(Dataset items)
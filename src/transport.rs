use std::fmt;
use std::time::Duration;

use async_trait::async_trait;
use reqwest::header;

use crate::{codes, CoordinatorOptions, Envelope, HttpMethod, TransportError};

/// Performs the HTTP exchange for one attempt.
///
/// Implementations must not retry on their own; the coordinator owns the
/// retry policy.
#[async_trait]
pub trait Transport: Send + Sync {
    async fn send(
        &self,
        method: HttpMethod,
        path: &[String],
        params: &serde_json::Value,
    ) -> Result<Envelope, TransportError>;
}

/// reqwest-backed transport rooted at a base URL.
#[derive(Clone)]
pub struct HttpTransport {
    http: reqwest::Client,
    base_url: String,
    timeout: Duration,
}

impl fmt::Debug for HttpTransport {
    fn fmt(&self, f: &mut fmt::Formatter<'_>) -> fmt::Result {
        f.debug_struct("HttpTransport")
            .field("base_url", &self.base_url)
            .field("timeout", &self.timeout)
            .finish()
    }
}

impl HttpTransport {
    /// Builds the underlying HTTP client.
    pub fn new(options: &CoordinatorOptions) -> Result<Self, TransportError> {
        let http = reqwest::Client::builder()
            .build()
            .map_err(|err| TransportError::NotSent {
                message: err.to_string(),
            })?;
        Ok(Self::with_client(http, options))
    }

    /// Wraps an already configured client.
    pub fn with_client(http: reqwest::Client, options: &CoordinatorOptions) -> Self {
        Self {
            http,
            base_url: options.base_url.clone(),
            timeout: Duration::from_millis(options.timeout_ms),
        }
    }

    pub fn base_url(&self) -> &str {
        &self.base_url
    }

    fn endpoint_url(&self, path: &[String]) -> String {
        join_url(&self.base_url, &path.join("/"))
    }
}

#[async_trait]
impl Transport for HttpTransport {
    async fn send(
        &self,
        method: HttpMethod,
        path: &[String],
        params: &serde_json::Value,
    ) -> Result<Envelope, TransportError> {
        let url = self.endpoint_url(path);
        let mut builder = self
            .http
            .request(to_reqwest_method(method), &url)
            .header(header::ACCEPT, "application/json")
            .timeout(self.timeout);

        builder = if method.params_in_query() {
            builder.query(&query_pairs(params))
        } else {
            builder.json(params)
        };

        let response = builder.send().await.map_err(classify_reqwest_error)?;
        let status = response.status();
        if !status.is_success() {
            return Err(TransportError::Status {
                status: status.as_u16(),
            });
        }

        let body = response.text().await.map_err(classify_reqwest_error)?;
        serde_json::from_str::<Envelope>(&body).map_err(|err| {
            #[cfg(feature = "tracing")]
            tracing::debug!(%url, body = %body, "response body is not an envelope");
            TransportError::NotSent {
                message: format!("invalid response envelope: {err}"),
            }
        })
    }
}

fn to_reqwest_method(method: HttpMethod) -> reqwest::Method {
    match method {
        HttpMethod::Get => reqwest::Method::GET,
        HttpMethod::Post => reqwest::Method::POST,
        HttpMethod::Put => reqwest::Method::PUT,
        HttpMethod::Patch => reqwest::Method::PATCH,
        HttpMethod::Delete => reqwest::Method::DELETE,
    }
}

fn join_url(base: &str, path: &str) -> String {
    format!(
        "{}/{}",
        base.trim_end_matches('/'),
        path.trim_start_matches('/')
    )
}

/// Flattens a JSON object into query pairs. Nested values are sent as
/// their JSON text; `null` entries are skipped.
fn query_pairs(params: &serde_json::Value) -> Vec<(String, String)> {
    let serde_json::Value::Object(map) = params else {
        return Vec::new();
    };
    map.iter()
        .filter(|(_, value)| !value.is_null())
        .map(|(key, value)| {
            let value = match value {
                serde_json::Value::String(text) => text.clone(),
                other => other.to_string(),
            };
            (key.clone(), value)
        })
        .collect()
}

fn classify_reqwest_error(err: reqwest::Error) -> TransportError {
    if let Some(status) = err.status() {
        return TransportError::Status {
            status: status.as_u16(),
        };
    }
    if err.is_builder() {
        return TransportError::NotSent {
            message: err.to_string(),
        };
    }
    if err.is_timeout() {
        return TransportError::NoResponse {
            code: Some("ETIMEDOUT".to_owned()),
        };
    }
    if err.is_connect() {
        return TransportError::NoResponse {
            code: Some(connect_error_code(&error_chain(&err)).to_owned()),
        };
    }
    if err.is_request() || err.is_body() {
        return TransportError::NoResponse {
            code: codes::find_network_code(&error_chain(&err)).map(str::to_owned),
        };
    }
    TransportError::NotSent {
        message: err.to_string(),
    }
}

/// Debug text of an error and every source below it.
fn error_chain(err: &(dyn std::error::Error + 'static)) -> String {
    let mut text = format!("{err:?}");
    let mut source = err.source();
    while let Some(cause) = source {
        text.push_str(&format!(": {cause}"));
        source = cause.source();
    }
    text
}

/// Socket code for a failed connect, read from the error text. Resolver
/// failures are `ENOTFOUND`; anything unrecognised is `ECONNREFUSED`.
fn connect_error_code(detail: &str) -> &'static str {
    if let Some(code) = codes::find_network_code(detail) {
        return code;
    }
    let lowered = detail.to_ascii_lowercase();
    if lowered.contains("dns error") || lowered.contains("failed to lookup address") {
        return "ENOTFOUND";
    }
    "ECONNREFUSED"
}

#[cfg(test)]
mod tests {
    use serde_json::json;

    use super::{connect_error_code, join_url, query_pairs};

    #[test]
    fn connect_error_code_prefers_codes_in_the_chain() {
        assert_eq!(
            connect_error_code("error sending request: ConnectError(\"tcp connect error\", ECONNRESET)"),
            "ECONNRESET"
        );
        assert_eq!(
            connect_error_code("ConnectError(\"dns error\"): failed to lookup address information"),
            "ENOTFOUND"
        );
        assert_eq!(
            connect_error_code("ConnectError(\"tcp connect error\"): Connection refused (os error 111)"),
            "ECONNREFUSED"
        );
    }

    #[test]
    fn join_url_handles_slashes() {
        assert_eq!(
            join_url("http://localhost:1024/oztf/api/v1/", "staff/info"),
            "http://localhost:1024/oztf/api/v1/staff/info"
        );
        assert_eq!(join_url("http://api", "/initial"), "http://api/initial");
    }

    #[test]
    fn query_pairs_flatten_scalars() {
        let pairs = query_pairs(&json!({"page": 2, "name": "kit", "skip": null, "tags": ["a"]}));
        assert!(pairs.contains(&("page".to_owned(), "2".to_owned())));
        assert!(pairs.contains(&("name".to_owned(), "kit".to_owned())));
        assert!(pairs.contains(&("tags".to_owned(), "[\"a\"]".to_owned())));
        assert_eq!(pairs.len(), 3);
    }

    #[test]
    fn query_pairs_ignore_non_objects() {
        assert!(query_pairs(&json!([1, 2])).is_empty());
    }
}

— WORK REQUIRED —
Using the data above, count the lines that hold the string "HttpTransport". Report the number and nothing else.

— RESULT FOR THIS TASK —
5